But that wasn’t what happened. Just as they got out of their car with their 9mm Glock pistols drawn, Hadley burst out of the barn on a mule, which they’d learn later was in such fine and fit shape from spending the last fourteen months carting supplies up to the meth lab.

Hadley charged them like a hillbilly Geronimo, M4 firing on full auto, and it was a minor miracle he didn’t hit either of them. Their car wasn’t so lucky.

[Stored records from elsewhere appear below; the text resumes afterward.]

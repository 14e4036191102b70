//! League-wide record models.

use serde::{Deserialize, Serialize};

use super::Toss;

/// The fixed catalogue of league records.
#[derive(Debug, Clone, Copy, PartialEq, Eq, Serialize, Deserialize)]
#[serde(rename_all = "snake_case")]
pub enum RecordKind {
    ActiveWinStreak,
    ActiveLossStreak,
    LongestWinStreak,
    LongestLossStreak,
    BestTossWinPct,
    WorstTossWinPct,
    BestConversionPct,
    MostLopsidedRivalry,
    LongestHeadToHeadStreak,
    MostConsecutiveDefers,
    BestSeason,
    WorstSeason,
}

impl RecordKind {
    /// Human-readable title.
    pub fn title(&self) -> &'static str {
        match self {
            RecordKind::ActiveWinStreak => "Active toss win streak",
            RecordKind::ActiveLossStreak => "Active toss loss streak",
            RecordKind::LongestWinStreak => "Longest toss win streak",
            RecordKind::LongestLossStreak => "Longest toss loss streak",
            RecordKind::BestTossWinPct => "Best toss win %",
            RecordKind::WorstTossWinPct => "Worst toss win %",
            RecordKind::BestConversionPct => "Best toss-to-game conversion %",
            RecordKind::MostLopsidedRivalry => "Most lopsided rivalry",
            RecordKind::LongestHeadToHeadStreak => "Longest head-to-head streak",
            RecordKind::MostConsecutiveDefers => "Most consecutive defers",
            RecordKind::BestSeason => "Best single-season record",
            RecordKind::WorstSeason => "Worst single-season record",
        }
    }
}

impl std::fmt::Display for RecordKind {
    fn fmt(&self, f: &mut std::fmt::Formatter<'_>) -> std::fmt::Result {
        write!(f, "{}", self.title())
    }
}

/// Magnitude of a record.
#[derive(Debug, Clone, Copy, PartialEq, Serialize, Deserialize)]
#[serde(tag = "unit", content = "value", rename_all = "snake_case")]
pub enum RecordValue {
    Count(u32),
    Percentage(f64),
}

impl std::fmt::Display for RecordValue {
    fn fmt(&self, f: &mut std::fmt::Formatter<'_>) -> std::fmt::Result {
        match self {
            RecordValue::Count(n) => write!(f, "{}", n),
            RecordValue::Percentage(p) => write!(f, "{:.1}%", p),
        }
    }
}

/// One team sharing a record.
#[derive(Debug, Clone, PartialEq, Serialize, Deserialize)]
pub struct RecordHolder {
    pub team: String,

    /// Set for head-to-head records
    pub opponent: Option<String>,

    /// Set for single-season records
    pub season: Option<i32>,

    /// Tosses, games or decisions behind the value
    pub sample_size: u32,

    /// The contributing tosses, oldest first (streak records only)
    pub evidence: Vec<Toss>,
}

impl RecordHolder {
    pub fn new(team: impl Into<String>, sample_size: u32) -> Self {
        Self {
            team: team.into(),
            opponent: None,
            season: None,
            sample_size,
            evidence: Vec::new(),
        }
    }

    pub fn against(mut self, opponent: impl Into<String>) -> Self {
        self.opponent = Some(opponent.into());
        self
    }

    pub fn in_season(mut self, season: i32) -> Self {
        self.season = Some(season);
        self
    }

    pub fn with_evidence(mut self, evidence: Vec<Toss>) -> Self {
        self.evidence = evidence;
        self
    }
}

/// A league record and everyone who holds it.
#[derive(Debug, Clone, PartialEq, Serialize, Deserialize)]
pub struct Record {
    pub kind: RecordKind,
    pub value: RecordValue,
    pub holders: Vec<RecordHolder>,
}

impl Record {
    pub fn is_shared(&self) -> bool {
        self.holders.len() > 1
    }

    pub fn holder_teams(&self) -> Vec<&str> {
        self.holders.iter().map(|h| h.team.as_str()).collect()
    }
}

/// The full record catalogue. A record is `None` when no team qualifies.
#[derive(Debug, Clone, Default, PartialEq, Serialize, Deserialize)]
pub struct RecordBook {
    pub active_win_streak: Option<Record>,
    pub active_loss_streak: Option<Record>,
    pub longest_win_streak: Option<Record>,
    pub longest_loss_streak: Option<Record>,
    pub best_toss_win_pct: Option<Record>,
    pub worst_toss_win_pct: Option<Record>,
    pub best_conversion_pct: Option<Record>,
    pub most_lopsided_rivalry: Option<Record>,
    pub longest_head_to_head_streak: Option<Record>,
    pub most_consecutive_defers: Option<Record>,
    pub best_season: Option<Record>,
    pub worst_season: Option<Record>,
}

impl RecordBook {
    /// Records that have a holder, in catalogue order.
    pub fn records(&self) -> Vec<&Record> {
        [
            &self.active_win_streak,
            &self.active_loss_streak,
            &self.longest_win_streak,
            &self.longest_loss_streak,
            &self.best_toss_win_pct,
            &self.worst_toss_win_pct,
            &self.best_conversion_pct,
            &self.most_lopsided_rivalry,
            &self.longest_head_to_head_streak,
            &self.most_consecutive_defers,
            &self.best_season,
            &self.worst_season,
        ]
        .into_iter()
        .filter_map(Option::as_ref)
        .collect()
    }
}
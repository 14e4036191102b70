//! Head-to-head rollups for one team against one opponent.

use std::collections::{BTreeMap, BTreeSet, HashSet};

use crate::models::{OpponentStat, Toss};

use super::ordering::{chronological_refs, compare_tosses};
use super::streak::{self, StreakSummary};
use super::{converted, game_key, percentage, DataLookup};

/// Stats for `team` against `opponent`. The timeline may be in any order.
pub fn opponent_stat<L: DataLookup + ?Sized>(
    team: &str,
    opponent: &str,
    timeline: &[Toss],
    lookup: &L,
) -> OpponentStat {
    let meetings = chronological_refs(timeline.iter().filter(|t| t.is_between(team, opponent)));
    summarize(team, opponent, &meetings, lookup).0
}

/// One stat line per opponent the team has met, sorted by opponent.
pub fn opponent_stats<L: DataLookup + ?Sized>(
    team: &str,
    timeline: &[Toss],
    lookup: &L,
) -> Vec<OpponentStat> {
    let mut by_opponent: BTreeMap<&str, Vec<&Toss>> = BTreeMap::new();
    for toss in timeline {
        if let Some(opponent) = toss.opponent_of(team) {
            by_opponent.entry(opponent).or_default().push(toss);
        }
    }

    by_opponent
        .into_iter()
        .map(|(opponent, mut meetings)| {
            meetings.sort_by(|a, b| compare_tosses(a, b));
            summarize(team, opponent, &meetings, lookup).0
        })
        .collect()
}

/// Every pairing in the timeline, keyed by the lexicographically ordered pair.
/// Each pairing's tosses are in canonical order.
pub fn group_by_pair(timeline: &[Toss]) -> BTreeMap<(&str, &str), Vec<&Toss>> {
    let mut pairs: BTreeMap<(&str, &str), Vec<&Toss>> = BTreeMap::new();
    for toss in timeline {
        pairs.entry(toss.team_pair()).or_default().push(toss);
    }
    for meetings in pairs.values_mut() {
        meetings.sort_by(|a, b| compare_tosses(a, b));
    }
    pairs
}

/// Distinct opponents the team has met.
pub fn opponents_of<'a>(team: &str, timeline: &'a [Toss]) -> BTreeSet<&'a str> {
    timeline.iter().filter_map(|t| t.opponent_of(team)).collect()
}

/// Build the pairing's stat line together with the raw streak scan.
///
/// `meetings` must hold only tosses between the two teams, oldest first.
/// Games played counts each game once, while the toss win percentage counts
/// the regular and the overtime toss of a game separately.
pub(crate) fn summarize<L: DataLookup + ?Sized>(
    team: &str,
    opponent: &str,
    meetings: &[&Toss],
    lookup: &L,
) -> (OpponentStat, StreakSummary) {
    let games: HashSet<_> = meetings.iter().map(|t| game_key(t, lookup)).collect();

    let total_tosses = meetings.len() as u32;
    let toss_wins = meetings.iter().filter(|t| t.winner == team).count() as u32;
    let regular_wins = meetings
        .iter()
        .filter(|t| t.is_regular() && t.winner == team)
        .count() as u32;
    let defers = meetings
        .iter()
        .filter(|t| t.winner == team && t.is_defer())
        .count() as u32;

    let mut conversion_tosses = 0u32;
    let mut conversions = 0u32;
    for won_game in meetings.iter().filter_map(|t| converted(t, team, lookup)) {
        conversion_tosses += 1;
        if won_game {
            conversions += 1;
        }
    }

    let streaks = streak::scan(meetings, |t| t.winner == team);

    let stat = OpponentStat {
        team: team.to_string(),
        opponent: opponent.to_string(),
        games_played: games.len() as u32,
        total_tosses,
        toss_wins,
        toss_losses: total_tosses - toss_wins,
        toss_win_pct: percentage(toss_wins, total_tosses),
        defers,
        defer_pct: percentage(defers, regular_wins),
        conversion_tosses,
        conversions,
        game_win_pct: percentage(conversions, conversion_tosses),
        current_streak: streaks.current,
        longest_win_streak: streaks.longest_win.map(|r| streak::span_of(&r, meetings)),
        longest_loss_streak: streaks.longest_loss.map(|r| streak::span_of(&r, meetings)),
    };

    (stat, streaks)
}
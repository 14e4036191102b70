//! Per-season toss records.

use std::collections::BTreeMap;

use crate::models::{SeasonStat, Toss};

use super::percentage;

/// One record per season for the team, oldest season first.
///
/// Only regular tosses are decisions; overtime flips do not count here.
pub fn season_stats(team: &str, events: &[&Toss]) -> Vec<SeasonStat> {
    let mut seasons: BTreeMap<i32, (u32, u32)> = BTreeMap::new();
    for toss in events.iter().filter(|t| t.is_regular()) {
        let Some(won) = toss.outcome_for(team) else {
            continue;
        };
        let (wins, losses) = seasons.entry(toss.season).or_default();
        if won {
            *wins += 1;
        } else {
            *losses += 1;
        }
    }

    seasons
        .into_iter()
        .map(|(season, (wins, losses))| SeasonStat {
            team: team.to_string(),
            season,
            tosses: wins + losses,
            toss_wins: wins,
            toss_losses: losses,
            toss_win_pct: percentage(wins, wins + losses),
        })
        .collect()
}
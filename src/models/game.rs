//! Game and team reference models.

use serde::{Deserialize, Serialize};

/// Result of a game as derived from its final score.
#[derive(Debug, Clone, Copy, PartialEq, Eq, Serialize, Deserialize)]
#[serde(rename_all = "snake_case")]
pub enum GameOutcome {
    HomeWin,
    AwayWin,
    Tie,
    /// Unplayed, or the score was never recorded
    NoData,
}

/// One scheduled contest between two teams.
#[derive(Debug, Clone, PartialEq, Eq, Serialize, Deserialize)]
pub struct Game {
    pub game_id: String,

    pub home_team: String,

    pub away_team: String,

    #[serde(default)]
    pub home_score: Option<u32>,

    #[serde(default)]
    pub away_score: Option<u32>,
}

impl Game {
    /// Create a game with no score recorded.
    pub fn new(
        game_id: impl Into<String>,
        home_team: impl Into<String>,
        away_team: impl Into<String>,
    ) -> Self {
        Self {
            game_id: game_id.into(),
            home_team: home_team.into(),
            away_team: away_team.into(),
            home_score: None,
            away_score: None,
        }
    }

    /// Builder method to set the final score.
    pub fn with_score(mut self, home_score: u32, away_score: u32) -> Self {
        self.home_score = Some(home_score);
        self.away_score = Some(away_score);
        self
    }

    /// Derive the outcome; a single missing score means no data.
    pub fn outcome(&self) -> GameOutcome {
        match (self.home_score, self.away_score) {
            (Some(home), Some(away)) => match home.cmp(&away) {
                std::cmp::Ordering::Greater => GameOutcome::HomeWin,
                std::cmp::Ordering::Less => GameOutcome::AwayWin,
                std::cmp::Ordering::Equal => GameOutcome::Tie,
            },
            _ => GameOutcome::NoData,
        }
    }

    pub fn has_result(&self) -> bool {
        self.outcome() != GameOutcome::NoData
    }

    /// The team with the strictly greater score.
    pub fn winner(&self) -> Option<&str> {
        match self.outcome() {
            GameOutcome::HomeWin => Some(&self.home_team),
            GameOutcome::AwayWin => Some(&self.away_team),
            GameOutcome::Tie | GameOutcome::NoData => None,
        }
    }

    /// `Some(true)` if the team won, `Some(false)` on a loss or tie,
    /// `None` when there is no result.
    pub fn won_by(&self, team: &str) -> Option<bool> {
        if !self.has_result() {
            return None;
        }
        Some(self.winner() == Some(team))
    }
}

/// Static team reference data.
#[derive(Debug, Clone, PartialEq, Eq, Serialize, Deserialize)]
pub struct Team {
    /// Short code used in toss rows (e.g., "KC")
    pub abbreviation: String,

    /// Display name (e.g., "Kansas City Chiefs")
    pub name: String,

    #[serde(default)]
    pub logo: Option<String>,

    #[serde(default)]
    pub primary_color: Option<String>,

    #[serde(default)]
    pub secondary_color: Option<String>,

    #[serde(default)]
    pub conference: Option<String>,

    #[serde(default)]
    pub division: Option<String>,

    /// Franchise no longer plays; kept for historical totals only
    #[serde(default)]
    pub defunct: bool,
}

impl Team {
    pub fn new(abbreviation: impl Into<String>, name: impl Into<String>) -> Self {
        Self {
            abbreviation: abbreviation.into(),
            name: name.into(),
            logo: None,
            primary_color: None,
            secondary_color: None,
            conference: None,
            division: None,
            defunct: false,
        }
    }

    /// Builder method to flag the team as defunct.
    pub fn defunct(mut self) -> Self {
        self.defunct = true;
        self
    }
}
//! Game and team lookups used by the aggregators.

use std::collections::HashMap;

use crate::models::{Game, Team, Toss};

/// Resolves the game and team rows a toss refers to.
///
/// A missing row is never an error: aggregators treat it as "no data".
pub trait DataLookup {
    /// The game a toss belongs to.
    fn game_for(&self, toss: &Toss) -> Option<&Game>;

    /// Team reference data by abbreviation.
    fn team_for(&self, abbreviation: &str) -> Option<&Team>;

    /// Whether the team is flagged defunct. Unknown teams are not.
    fn is_defunct(&self, abbreviation: &str) -> bool {
        self.team_for(abbreviation).is_some_and(|t| t.defunct)
    }
}

/// Hash-map backed lookup over borrowed game and team tables.
#[derive(Debug, Default)]
pub struct TableLookup<'a> {
    games: HashMap<&'a str, &'a Game>,
    teams: HashMap<&'a str, &'a Team>,
}

impl<'a> TableLookup<'a> {
    /// Index the tables. Later rows win when an id repeats.
    pub fn new(games: &'a [Game], teams: &'a [Team]) -> Self {
        Self {
            games: games.iter().map(|g| (g.game_id.as_str(), g)).collect(),
            teams: teams.iter().map(|t| (t.abbreviation.as_str(), t)).collect(),
        }
    }

    pub fn game_count(&self) -> usize {
        self.games.len()
    }

    pub fn team_count(&self) -> usize {
        self.teams.len()
    }
}

impl DataLookup for TableLookup<'_> {
    fn game_for(&self, toss: &Toss) -> Option<&Game> {
        self.games.get(toss.game_id.as_str()).copied()
    }

    fn team_for(&self, abbreviation: &str) -> Option<&Team> {
        self.teams.get(abbreviation).copied()
    }
}
//! Statistics calculation engine.
//!
//! Computes derived metrics from toss history:
//! - Canonical event ordering
//! - Current and longest streaks
//! - Team and head-to-head rollups
//! - Season records and league totals
//! - League-wide records with shared holders
//!
//! Everything here is a pure function of its inputs. Callers hand in
//! already-loaded tosses, games and teams; nothing is read or written.

pub mod ledger;
pub mod league;
pub mod lookup;
pub mod opponent;
pub mod ordering;
pub mod records;
pub mod season;
pub mod streak;
pub mod team;

pub use ledger::{schedule_conflicts, TossFilter, TossLedger, PLACEHOLDER_TEAMS};
pub use lookup::{DataLookup, TableLookup};
pub use records::RecordThresholds;

use crate::models::{GameKey, Toss};

/// Percentage (0-100) of `part` in `total`; an empty total yields 0.
pub fn percentage(part: u32, total: u32) -> f64 {
    if total == 0 {
        0.0
    } else {
        part as f64 * 100.0 / total as f64
    }
}

/// Unique game key for a toss, so overtime tosses fold into their game.
pub fn game_key<L: DataLookup + ?Sized>(toss: &Toss, lookup: &L) -> GameKey {
    match lookup.game_for(toss) {
        Some(game) => GameKey::for_slot(toss.season, toss.week, &game.home_team, &game.away_team),
        None => GameKey::for_pairing(toss.season, toss.week, &toss.winner, &toss.loser),
    }
}

/// Whether the team won a regular toss and then the game.
///
/// `None` when the toss does not qualify: overtime, a lost toss, no game
/// row, or a game without a final score.
pub fn converted<L: DataLookup + ?Sized>(toss: &Toss, team: &str, lookup: &L) -> Option<bool> {
    if !toss.is_regular() || toss.winner != team {
        return None;
    }
    lookup.game_for(toss)?.won_by(team)
}
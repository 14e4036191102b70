//! Per-team toss rollups.

use std::collections::BTreeMap;

use crate::models::{TeamStat, Toss};

use super::ordering::{chronological_refs, compare_tosses};
use super::streak::{self, StreakSummary};
use super::{converted, percentage, DataLookup};

/// Stats for one team. The timeline may be in any order.
pub fn team_stat<L: DataLookup + ?Sized>(team: &str, timeline: &[Toss], lookup: &L) -> TeamStat {
    let events = chronological_refs(timeline.iter().filter(|t| t.involves(team)));
    summarize(team, &events, lookup).0
}

/// Stats for every team in the timeline, sorted by abbreviation.
pub fn team_stats<L: DataLookup + ?Sized>(timeline: &[Toss], lookup: &L) -> Vec<TeamStat> {
    group_by_team(timeline)
        .into_iter()
        .map(|(team, events)| summarize(team, &events, lookup).0)
        .collect()
}

/// Each team's tosses in canonical order, keyed by abbreviation.
pub fn group_by_team(timeline: &[Toss]) -> BTreeMap<&str, Vec<&Toss>> {
    let mut groups: BTreeMap<&str, Vec<&Toss>> = BTreeMap::new();
    for toss in timeline {
        groups.entry(toss.winner.as_str()).or_default().push(toss);
        groups.entry(toss.loser.as_str()).or_default().push(toss);
    }
    for events in groups.values_mut() {
        events.sort_by(|a, b| compare_tosses(a, b));
    }
    groups
}

/// Build the team's stat line together with the raw streak scan.
///
/// `events` must hold only tosses the team took part in, oldest first.
/// Percentages and defers count regular tosses; streaks count every toss,
/// since an overtime flip is an outcome of its own.
pub(crate) fn summarize<L: DataLookup + ?Sized>(
    team: &str,
    events: &[&Toss],
    lookup: &L,
) -> (TeamStat, StreakSummary) {
    let mut total_tosses = 0u32;
    let mut toss_wins = 0u32;
    let mut defers = 0u32;
    let mut receives = 0u32;
    let mut overtime_tosses = 0u32;
    let mut overtime_wins = 0u32;
    let mut conversion_tosses = 0u32;
    let mut conversions = 0u32;

    for toss in events {
        let won = toss.winner == team;
        if !toss.is_regular() {
            overtime_tosses += 1;
            if won {
                overtime_wins += 1;
            }
            continue;
        }

        total_tosses += 1;
        if won {
            toss_wins += 1;
            if toss.is_defer() {
                defers += 1;
            } else if toss.is_receive() {
                receives += 1;
            }
        }
        if let Some(won_game) = converted(toss, team, lookup) {
            conversion_tosses += 1;
            if won_game {
                conversions += 1;
            }
        }
    }

    let streaks = streak::scan(events, |t| t.winner == team);
    let team_ref = lookup.team_for(team);

    let stat = TeamStat {
        team: team.to_string(),
        name: team_ref.map(|t| t.name.clone()),
        defunct: team_ref.is_some_and(|t| t.defunct),
        total_tosses,
        toss_wins,
        toss_losses: total_tosses - toss_wins,
        toss_win_pct: percentage(toss_wins, total_tosses),
        defers,
        receives,
        defer_pct: percentage(defers, toss_wins),
        overtime_tosses,
        overtime_wins,
        conversion_tosses,
        conversions,
        game_win_pct: percentage(conversions, conversion_tosses),
        current_streak: streaks.current,
        longest_win_streak: streaks.longest_win.map(|r| streak::span_of(&r, events)),
        longest_loss_streak: streaks.longest_loss.map(|r| streak::span_of(&r, events)),
    };

    (stat, streaks)
}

Brodie returned fire, trying to kill the guy trying to kill him, which iswhat they teach you in Basic Combat Training. But it’s a challenge to hit a guy bouncing on a mule, firing a submachine gun at you, while you’re trying to find cover and shoot at the same time. Brodie missed Hadley and shot the mule in the ass.

The mule bucked and Hadley fell off. He rolled once and came up firing. Taylor shot him, hitting him in the right shoulder. She claimed later that she aimed to wound him, which Brodie knew was complete bullshit since the military does not train you to aim to wound. But as they say in the Army, “Whatever I hit is what I was aiming for.”

In the end, both the mule and Hadley survived. Brodie disarmed Hadley and then used a compress bandage to keep him from bleeding to death, while Taylor did her best Dr. Dolittle on the mule, cooing soothingly to the beast while pressing a bandage against its wound. She said, “Jesus, Brodie! Did you have to shoot the mule?” That was the first but obviously not the last time he would hear that question.

The mule shooting made the papers, and it went viral on the Internet. PETA protested, and a lot of people pointed out that a mule happened to be the West Point mascot. Have you no shame, Brodie?

A Pentagon spokeswoman apologized for the mule shooting, the Army paid its veterinary bills, and it made a full recovery. To compensate Hadley’s half-wit wife for the mental anguish she claimed to have suffered when she saw the poor animal at the vet hospital, the Army gave her enough money to buy a Kentucky thoroughbred.

The only good news was that Brodie’s name and photo were withheld from the media, which was vital, considering the kinds of assignments he was often given. Same with Taylor, though within the CIC she became the hero, the one who’d shot Hadley and therefore saved their lives, and the one who’d saved the mule’s life. It was not lost on Brodie that if he had just killed Hadley, no one would have cared and it would have saved everyone a lot of trouble.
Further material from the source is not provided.